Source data
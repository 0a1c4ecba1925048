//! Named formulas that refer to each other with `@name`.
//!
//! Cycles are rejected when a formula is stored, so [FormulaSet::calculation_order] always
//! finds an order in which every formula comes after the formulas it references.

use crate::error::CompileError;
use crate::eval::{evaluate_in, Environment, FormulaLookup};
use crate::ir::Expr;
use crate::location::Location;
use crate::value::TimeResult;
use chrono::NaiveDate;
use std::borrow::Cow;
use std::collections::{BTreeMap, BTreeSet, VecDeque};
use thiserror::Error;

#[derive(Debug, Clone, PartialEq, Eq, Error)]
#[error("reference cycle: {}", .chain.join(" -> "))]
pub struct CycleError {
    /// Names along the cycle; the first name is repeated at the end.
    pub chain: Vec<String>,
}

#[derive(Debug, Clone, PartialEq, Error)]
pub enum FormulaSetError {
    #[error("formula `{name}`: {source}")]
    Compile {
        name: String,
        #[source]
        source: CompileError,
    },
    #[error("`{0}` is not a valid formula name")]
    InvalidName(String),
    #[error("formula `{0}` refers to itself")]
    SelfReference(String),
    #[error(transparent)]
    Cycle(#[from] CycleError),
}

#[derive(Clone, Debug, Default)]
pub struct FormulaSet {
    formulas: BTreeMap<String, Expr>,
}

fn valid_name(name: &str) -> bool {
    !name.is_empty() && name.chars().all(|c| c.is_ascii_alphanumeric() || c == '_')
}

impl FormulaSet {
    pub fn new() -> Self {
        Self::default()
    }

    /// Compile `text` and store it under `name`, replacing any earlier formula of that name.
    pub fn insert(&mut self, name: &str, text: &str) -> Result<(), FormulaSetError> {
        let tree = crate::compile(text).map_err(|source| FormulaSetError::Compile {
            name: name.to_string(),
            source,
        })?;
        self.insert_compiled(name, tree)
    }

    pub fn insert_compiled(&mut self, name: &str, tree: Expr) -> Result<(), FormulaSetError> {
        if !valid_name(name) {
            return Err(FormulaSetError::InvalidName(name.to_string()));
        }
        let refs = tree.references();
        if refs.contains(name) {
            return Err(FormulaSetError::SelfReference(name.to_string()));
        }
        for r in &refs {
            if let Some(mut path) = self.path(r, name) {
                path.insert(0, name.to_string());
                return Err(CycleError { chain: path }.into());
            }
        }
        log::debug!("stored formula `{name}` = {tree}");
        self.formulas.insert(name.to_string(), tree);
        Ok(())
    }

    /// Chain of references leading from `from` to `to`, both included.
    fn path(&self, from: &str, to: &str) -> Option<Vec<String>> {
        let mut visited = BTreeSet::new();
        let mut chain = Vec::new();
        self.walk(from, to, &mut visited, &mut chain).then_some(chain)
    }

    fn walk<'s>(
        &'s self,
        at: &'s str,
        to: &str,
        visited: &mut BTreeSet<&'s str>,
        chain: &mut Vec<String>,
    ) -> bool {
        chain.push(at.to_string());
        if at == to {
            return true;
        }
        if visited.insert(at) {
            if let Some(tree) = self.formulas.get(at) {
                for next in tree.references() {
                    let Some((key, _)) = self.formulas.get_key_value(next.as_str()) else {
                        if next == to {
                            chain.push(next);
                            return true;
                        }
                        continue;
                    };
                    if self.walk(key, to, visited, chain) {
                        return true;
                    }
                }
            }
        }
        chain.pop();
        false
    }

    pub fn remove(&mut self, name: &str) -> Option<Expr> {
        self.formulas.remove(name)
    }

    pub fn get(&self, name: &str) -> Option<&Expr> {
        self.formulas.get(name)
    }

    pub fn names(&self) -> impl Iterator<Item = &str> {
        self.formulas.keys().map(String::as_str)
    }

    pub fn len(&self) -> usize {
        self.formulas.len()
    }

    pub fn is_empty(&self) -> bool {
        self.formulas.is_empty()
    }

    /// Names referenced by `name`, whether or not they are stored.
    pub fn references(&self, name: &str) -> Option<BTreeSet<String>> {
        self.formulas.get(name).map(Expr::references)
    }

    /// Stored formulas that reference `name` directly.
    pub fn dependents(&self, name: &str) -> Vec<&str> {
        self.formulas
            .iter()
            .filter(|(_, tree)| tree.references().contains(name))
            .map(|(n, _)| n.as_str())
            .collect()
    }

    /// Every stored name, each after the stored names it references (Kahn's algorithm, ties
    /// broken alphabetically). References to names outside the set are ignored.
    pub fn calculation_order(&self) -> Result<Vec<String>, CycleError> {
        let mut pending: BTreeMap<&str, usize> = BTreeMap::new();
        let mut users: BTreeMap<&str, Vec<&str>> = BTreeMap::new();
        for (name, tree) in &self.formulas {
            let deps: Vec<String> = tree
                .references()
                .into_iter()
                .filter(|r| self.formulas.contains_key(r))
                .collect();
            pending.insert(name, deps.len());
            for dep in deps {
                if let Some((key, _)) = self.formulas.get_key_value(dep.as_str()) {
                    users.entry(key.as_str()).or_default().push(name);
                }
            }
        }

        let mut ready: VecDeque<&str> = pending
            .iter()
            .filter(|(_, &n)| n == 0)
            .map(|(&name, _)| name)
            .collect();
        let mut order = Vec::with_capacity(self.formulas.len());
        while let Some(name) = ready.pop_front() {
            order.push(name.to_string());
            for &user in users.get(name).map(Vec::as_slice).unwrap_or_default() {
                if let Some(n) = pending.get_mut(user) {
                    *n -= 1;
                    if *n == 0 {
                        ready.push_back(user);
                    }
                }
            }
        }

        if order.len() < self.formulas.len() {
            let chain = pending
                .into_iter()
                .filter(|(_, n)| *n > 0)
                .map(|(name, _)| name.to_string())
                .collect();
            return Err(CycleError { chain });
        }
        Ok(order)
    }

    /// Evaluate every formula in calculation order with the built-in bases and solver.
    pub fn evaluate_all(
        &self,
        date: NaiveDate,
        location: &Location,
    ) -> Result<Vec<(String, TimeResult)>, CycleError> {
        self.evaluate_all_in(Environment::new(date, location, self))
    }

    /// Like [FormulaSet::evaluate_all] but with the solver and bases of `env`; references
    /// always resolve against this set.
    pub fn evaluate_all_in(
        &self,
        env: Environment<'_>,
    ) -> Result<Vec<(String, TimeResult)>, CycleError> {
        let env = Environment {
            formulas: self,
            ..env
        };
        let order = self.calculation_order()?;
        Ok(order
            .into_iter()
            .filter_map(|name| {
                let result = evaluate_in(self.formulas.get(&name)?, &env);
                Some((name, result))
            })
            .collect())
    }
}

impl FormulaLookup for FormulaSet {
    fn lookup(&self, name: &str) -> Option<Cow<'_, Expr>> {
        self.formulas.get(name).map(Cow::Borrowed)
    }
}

- Requirement
Pull out every line above that holds the word "bases".

- Output below
    /// Evaluate every formula in calculation order with the built-in bases and solver.
    /// Like [FormulaSet::evaluate_all] but with the solver and bases of `env`; references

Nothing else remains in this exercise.